[Opening Records shown section]

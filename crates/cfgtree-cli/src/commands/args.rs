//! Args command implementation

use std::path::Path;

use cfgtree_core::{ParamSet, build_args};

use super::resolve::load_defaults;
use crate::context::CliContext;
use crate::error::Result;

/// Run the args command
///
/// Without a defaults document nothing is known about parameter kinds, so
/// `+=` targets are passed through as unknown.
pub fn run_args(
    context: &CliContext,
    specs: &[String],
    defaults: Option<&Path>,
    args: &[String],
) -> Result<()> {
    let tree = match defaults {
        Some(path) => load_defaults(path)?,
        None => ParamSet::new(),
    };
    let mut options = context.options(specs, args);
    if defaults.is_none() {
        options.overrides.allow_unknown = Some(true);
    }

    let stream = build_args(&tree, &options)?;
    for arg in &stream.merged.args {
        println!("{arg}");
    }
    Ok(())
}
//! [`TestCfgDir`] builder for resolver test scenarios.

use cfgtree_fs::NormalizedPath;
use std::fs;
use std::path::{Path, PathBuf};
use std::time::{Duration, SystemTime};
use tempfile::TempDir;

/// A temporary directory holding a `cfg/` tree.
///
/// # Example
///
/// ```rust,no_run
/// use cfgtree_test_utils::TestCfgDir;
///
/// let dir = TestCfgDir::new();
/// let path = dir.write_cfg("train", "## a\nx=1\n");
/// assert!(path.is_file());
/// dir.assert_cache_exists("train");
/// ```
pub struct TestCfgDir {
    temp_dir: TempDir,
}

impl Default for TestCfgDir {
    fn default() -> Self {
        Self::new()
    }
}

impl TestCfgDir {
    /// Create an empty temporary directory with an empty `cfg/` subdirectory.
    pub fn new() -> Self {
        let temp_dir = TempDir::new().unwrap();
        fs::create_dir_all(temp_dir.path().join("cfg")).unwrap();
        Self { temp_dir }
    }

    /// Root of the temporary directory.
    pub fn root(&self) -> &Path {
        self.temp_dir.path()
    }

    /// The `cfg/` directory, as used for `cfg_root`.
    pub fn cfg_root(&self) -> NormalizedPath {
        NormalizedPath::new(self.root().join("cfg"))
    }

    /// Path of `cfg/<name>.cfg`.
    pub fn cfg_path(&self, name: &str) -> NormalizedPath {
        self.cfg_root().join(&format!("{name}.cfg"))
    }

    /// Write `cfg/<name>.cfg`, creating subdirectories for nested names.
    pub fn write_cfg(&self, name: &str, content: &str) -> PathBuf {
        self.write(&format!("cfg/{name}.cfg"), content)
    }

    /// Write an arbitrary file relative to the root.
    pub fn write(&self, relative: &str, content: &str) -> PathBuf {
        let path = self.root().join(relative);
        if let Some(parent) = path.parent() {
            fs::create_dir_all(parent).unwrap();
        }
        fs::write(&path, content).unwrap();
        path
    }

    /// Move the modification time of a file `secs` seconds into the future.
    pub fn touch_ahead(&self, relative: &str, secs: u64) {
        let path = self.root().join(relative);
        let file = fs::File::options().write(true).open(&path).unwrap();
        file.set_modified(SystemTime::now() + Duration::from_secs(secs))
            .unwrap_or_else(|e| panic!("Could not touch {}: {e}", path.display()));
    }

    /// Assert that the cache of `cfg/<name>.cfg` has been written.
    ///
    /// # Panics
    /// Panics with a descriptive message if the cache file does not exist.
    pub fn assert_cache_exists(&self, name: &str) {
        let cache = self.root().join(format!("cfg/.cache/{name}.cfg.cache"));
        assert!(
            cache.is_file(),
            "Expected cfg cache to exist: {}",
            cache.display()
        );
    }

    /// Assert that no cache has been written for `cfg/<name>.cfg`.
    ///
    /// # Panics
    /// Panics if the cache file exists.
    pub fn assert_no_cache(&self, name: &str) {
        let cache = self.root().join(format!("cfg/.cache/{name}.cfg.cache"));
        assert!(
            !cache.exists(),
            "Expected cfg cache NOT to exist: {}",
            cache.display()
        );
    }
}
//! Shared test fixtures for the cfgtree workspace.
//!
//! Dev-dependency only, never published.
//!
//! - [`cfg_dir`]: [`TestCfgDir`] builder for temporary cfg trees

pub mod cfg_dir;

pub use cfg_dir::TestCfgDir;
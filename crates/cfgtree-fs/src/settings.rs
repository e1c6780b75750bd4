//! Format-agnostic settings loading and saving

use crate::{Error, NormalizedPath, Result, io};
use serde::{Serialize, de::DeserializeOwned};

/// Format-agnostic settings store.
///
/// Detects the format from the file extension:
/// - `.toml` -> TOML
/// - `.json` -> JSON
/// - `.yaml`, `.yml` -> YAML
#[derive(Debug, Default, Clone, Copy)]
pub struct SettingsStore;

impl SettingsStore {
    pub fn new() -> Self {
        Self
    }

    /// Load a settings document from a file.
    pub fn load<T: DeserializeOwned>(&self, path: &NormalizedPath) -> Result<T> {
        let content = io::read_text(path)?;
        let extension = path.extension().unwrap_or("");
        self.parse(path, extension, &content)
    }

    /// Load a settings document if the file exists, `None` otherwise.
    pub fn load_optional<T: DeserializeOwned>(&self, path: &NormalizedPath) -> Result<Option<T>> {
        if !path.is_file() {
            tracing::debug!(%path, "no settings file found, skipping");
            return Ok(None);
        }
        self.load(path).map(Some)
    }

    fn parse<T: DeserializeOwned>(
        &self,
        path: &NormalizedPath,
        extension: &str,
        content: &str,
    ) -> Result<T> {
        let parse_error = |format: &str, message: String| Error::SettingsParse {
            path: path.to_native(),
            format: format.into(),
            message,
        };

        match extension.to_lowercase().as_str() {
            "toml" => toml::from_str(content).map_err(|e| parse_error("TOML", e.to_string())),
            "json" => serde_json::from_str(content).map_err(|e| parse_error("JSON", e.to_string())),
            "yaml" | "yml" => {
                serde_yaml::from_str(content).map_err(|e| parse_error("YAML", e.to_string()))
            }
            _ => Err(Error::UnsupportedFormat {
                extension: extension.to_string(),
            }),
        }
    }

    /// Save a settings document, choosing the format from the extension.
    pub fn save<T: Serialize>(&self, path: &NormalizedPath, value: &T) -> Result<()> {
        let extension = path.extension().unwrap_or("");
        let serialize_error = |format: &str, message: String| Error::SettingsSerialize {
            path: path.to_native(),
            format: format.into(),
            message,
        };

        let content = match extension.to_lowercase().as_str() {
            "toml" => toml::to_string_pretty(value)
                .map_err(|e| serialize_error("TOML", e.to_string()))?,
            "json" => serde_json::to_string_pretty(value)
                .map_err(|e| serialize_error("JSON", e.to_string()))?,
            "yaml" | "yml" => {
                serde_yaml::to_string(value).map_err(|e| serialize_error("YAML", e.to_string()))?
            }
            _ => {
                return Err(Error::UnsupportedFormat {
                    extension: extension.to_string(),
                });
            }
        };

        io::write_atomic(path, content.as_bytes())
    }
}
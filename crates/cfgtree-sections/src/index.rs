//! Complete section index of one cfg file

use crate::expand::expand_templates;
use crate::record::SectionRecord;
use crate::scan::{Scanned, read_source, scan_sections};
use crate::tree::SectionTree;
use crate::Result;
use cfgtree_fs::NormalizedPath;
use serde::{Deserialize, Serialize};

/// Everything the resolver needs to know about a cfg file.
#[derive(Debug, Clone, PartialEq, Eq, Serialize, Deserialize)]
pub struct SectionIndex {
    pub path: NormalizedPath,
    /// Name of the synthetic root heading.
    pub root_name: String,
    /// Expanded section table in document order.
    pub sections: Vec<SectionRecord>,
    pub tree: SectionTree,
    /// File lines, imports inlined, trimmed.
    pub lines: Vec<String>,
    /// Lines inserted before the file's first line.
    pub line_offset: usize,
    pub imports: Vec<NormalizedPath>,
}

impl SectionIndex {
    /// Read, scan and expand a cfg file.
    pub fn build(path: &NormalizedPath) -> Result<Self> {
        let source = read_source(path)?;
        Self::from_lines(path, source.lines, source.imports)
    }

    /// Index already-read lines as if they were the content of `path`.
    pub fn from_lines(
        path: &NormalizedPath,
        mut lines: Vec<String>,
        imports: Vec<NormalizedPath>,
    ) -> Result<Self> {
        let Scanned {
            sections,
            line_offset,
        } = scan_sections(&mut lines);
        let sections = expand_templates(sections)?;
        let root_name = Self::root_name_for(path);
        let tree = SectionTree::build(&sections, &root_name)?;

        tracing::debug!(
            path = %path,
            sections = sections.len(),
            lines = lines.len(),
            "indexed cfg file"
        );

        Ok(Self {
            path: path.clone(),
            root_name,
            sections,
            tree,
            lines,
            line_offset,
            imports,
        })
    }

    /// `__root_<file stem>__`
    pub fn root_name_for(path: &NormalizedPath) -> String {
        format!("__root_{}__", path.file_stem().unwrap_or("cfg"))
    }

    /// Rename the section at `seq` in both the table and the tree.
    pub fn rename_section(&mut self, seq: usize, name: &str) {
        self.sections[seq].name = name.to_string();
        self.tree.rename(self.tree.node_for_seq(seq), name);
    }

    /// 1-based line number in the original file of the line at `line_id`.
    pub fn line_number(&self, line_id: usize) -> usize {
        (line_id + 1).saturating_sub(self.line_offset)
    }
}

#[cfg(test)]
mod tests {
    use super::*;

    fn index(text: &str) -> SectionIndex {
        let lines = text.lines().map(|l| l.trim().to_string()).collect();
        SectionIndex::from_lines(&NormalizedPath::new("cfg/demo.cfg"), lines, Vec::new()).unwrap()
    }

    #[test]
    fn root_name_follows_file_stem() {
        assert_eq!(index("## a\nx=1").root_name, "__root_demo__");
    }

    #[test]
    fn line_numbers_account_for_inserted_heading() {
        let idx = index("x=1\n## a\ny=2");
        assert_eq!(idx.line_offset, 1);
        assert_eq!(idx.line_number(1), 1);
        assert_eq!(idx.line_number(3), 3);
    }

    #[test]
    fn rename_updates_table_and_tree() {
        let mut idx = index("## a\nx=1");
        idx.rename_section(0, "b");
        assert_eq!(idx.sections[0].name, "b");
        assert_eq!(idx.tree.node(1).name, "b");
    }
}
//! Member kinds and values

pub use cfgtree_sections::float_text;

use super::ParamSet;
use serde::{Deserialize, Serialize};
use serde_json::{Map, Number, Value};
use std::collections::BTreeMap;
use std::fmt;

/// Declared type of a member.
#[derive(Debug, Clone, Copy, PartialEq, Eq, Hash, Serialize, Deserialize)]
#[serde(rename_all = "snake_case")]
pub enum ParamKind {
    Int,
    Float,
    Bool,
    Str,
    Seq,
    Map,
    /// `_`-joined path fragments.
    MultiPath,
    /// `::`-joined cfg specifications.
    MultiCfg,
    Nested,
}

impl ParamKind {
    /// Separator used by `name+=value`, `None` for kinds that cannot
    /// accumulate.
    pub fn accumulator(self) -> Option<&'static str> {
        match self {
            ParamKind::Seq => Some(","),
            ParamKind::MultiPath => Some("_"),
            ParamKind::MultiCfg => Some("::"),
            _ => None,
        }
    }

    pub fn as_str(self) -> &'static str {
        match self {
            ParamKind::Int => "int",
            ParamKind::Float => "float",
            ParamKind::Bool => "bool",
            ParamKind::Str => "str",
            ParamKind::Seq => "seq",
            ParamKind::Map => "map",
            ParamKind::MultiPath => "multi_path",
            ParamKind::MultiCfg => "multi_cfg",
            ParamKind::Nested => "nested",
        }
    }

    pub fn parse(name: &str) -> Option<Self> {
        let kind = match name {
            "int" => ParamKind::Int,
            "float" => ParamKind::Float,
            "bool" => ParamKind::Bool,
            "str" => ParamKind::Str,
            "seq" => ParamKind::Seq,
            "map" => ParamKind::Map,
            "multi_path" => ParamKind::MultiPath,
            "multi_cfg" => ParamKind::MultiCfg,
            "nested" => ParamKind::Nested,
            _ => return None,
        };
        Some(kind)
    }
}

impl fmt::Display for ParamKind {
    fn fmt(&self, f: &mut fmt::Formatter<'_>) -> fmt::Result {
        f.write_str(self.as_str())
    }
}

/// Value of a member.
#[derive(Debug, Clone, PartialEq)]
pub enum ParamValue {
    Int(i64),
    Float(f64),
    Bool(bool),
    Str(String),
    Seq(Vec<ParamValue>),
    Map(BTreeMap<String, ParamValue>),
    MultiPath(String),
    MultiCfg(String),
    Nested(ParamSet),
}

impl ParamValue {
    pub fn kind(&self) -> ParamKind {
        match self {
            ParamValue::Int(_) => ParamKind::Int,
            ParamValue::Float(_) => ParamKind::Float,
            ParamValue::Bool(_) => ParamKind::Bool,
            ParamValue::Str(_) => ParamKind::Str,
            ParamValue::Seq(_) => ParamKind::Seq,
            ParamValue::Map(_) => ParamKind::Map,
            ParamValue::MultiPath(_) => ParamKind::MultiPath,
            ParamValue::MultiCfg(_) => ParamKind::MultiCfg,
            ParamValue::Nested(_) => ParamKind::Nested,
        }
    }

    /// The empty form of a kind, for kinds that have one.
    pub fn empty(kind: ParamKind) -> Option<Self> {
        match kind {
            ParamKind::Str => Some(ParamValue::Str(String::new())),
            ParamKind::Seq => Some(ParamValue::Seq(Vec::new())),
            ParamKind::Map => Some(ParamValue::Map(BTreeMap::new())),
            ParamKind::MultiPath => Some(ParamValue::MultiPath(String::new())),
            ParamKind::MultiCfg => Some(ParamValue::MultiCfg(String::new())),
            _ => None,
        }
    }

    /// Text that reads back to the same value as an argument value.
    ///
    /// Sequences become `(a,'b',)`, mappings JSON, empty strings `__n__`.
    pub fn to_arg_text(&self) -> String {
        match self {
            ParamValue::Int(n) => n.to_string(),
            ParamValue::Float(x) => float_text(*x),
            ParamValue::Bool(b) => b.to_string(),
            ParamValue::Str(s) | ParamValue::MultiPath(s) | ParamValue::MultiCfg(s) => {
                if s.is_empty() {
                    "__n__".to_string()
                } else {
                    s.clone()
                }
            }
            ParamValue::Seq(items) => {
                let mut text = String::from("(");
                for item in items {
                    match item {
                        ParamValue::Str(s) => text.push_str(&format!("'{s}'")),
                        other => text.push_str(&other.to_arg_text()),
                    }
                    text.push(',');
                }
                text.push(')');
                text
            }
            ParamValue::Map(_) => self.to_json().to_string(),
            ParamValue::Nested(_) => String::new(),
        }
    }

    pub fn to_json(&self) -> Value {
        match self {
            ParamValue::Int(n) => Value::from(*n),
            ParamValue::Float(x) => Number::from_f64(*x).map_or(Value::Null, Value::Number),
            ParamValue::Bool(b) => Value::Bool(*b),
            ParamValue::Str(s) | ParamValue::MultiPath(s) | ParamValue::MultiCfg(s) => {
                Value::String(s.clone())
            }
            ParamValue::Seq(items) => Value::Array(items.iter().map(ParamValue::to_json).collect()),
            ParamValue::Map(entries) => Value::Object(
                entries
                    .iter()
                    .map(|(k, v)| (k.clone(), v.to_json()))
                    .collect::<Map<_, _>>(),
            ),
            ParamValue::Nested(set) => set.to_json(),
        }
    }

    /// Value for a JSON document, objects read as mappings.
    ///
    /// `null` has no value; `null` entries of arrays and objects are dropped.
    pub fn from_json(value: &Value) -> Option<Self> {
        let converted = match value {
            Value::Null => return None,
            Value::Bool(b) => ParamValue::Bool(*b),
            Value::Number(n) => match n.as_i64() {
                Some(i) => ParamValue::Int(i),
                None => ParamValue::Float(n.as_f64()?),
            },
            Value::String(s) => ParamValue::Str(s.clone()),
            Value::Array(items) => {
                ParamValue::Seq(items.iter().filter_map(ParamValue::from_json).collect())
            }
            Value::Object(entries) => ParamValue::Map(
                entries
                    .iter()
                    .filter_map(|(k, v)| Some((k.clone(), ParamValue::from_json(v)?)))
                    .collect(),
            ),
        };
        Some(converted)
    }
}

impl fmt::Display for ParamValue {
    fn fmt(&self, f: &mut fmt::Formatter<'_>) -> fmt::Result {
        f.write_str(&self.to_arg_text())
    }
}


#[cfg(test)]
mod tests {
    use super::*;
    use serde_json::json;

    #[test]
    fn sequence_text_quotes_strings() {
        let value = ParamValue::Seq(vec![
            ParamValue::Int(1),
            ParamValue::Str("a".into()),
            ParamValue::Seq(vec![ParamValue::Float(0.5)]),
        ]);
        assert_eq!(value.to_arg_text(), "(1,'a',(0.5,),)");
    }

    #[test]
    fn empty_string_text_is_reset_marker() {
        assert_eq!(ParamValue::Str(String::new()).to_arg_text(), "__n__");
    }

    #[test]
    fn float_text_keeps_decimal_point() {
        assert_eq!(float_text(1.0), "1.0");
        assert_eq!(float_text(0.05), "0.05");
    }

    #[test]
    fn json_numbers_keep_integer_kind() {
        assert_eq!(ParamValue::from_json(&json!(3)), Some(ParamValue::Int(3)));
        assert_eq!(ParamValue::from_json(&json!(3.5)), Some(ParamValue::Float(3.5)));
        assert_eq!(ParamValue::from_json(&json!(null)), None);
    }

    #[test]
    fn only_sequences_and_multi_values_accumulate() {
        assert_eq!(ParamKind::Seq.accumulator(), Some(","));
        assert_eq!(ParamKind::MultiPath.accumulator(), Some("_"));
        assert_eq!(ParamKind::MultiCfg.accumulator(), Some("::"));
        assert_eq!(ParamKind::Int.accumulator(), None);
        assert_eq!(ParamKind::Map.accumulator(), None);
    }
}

[Closing Records shown section]

**Assignment**
In the records above, locate every line with the string "that" and copy it.

**Reply to the task**
    /// Assert that the cache of `cfg/<name>.cfg` has been written.
    /// Assert that no cache has been written for `cfg/<name>.cfg`.
    /// Separator used by `name+=value`, `None` for kinds that cannot
    /// The empty form of a kind, for kinds that have one.
    /// Text that reads back to the same value as an argument value.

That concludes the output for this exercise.